- WHAT TO PRODUCE: Nothing but the lines from the one containing "and per-attempt results" through the end of the entries should be set down, each exactly as written.

- INPUT MATERIAL:
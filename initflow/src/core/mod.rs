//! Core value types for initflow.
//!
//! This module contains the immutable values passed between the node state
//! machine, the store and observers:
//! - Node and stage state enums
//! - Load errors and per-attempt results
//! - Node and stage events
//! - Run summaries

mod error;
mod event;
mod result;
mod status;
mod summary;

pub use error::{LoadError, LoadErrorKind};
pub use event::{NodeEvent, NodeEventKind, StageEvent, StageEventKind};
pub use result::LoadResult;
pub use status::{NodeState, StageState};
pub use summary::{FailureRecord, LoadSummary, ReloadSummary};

- EXERCISE RESPONSE:
//! - Load errors and per-attempt results
//! - Node and stage events
//! - Run summaries

mod error;
mod event;
mod result;
mod status;
mod summary;

pub use error::{LoadError, LoadErrorKind};
pub use event::{NodeEvent, NodeEventKind, StageEvent, StageEventKind};
pub use result::LoadResult;
pub use status::{NodeState, StageState};
pub use summary::{FailureRecord, LoadSummary, ReloadSummary};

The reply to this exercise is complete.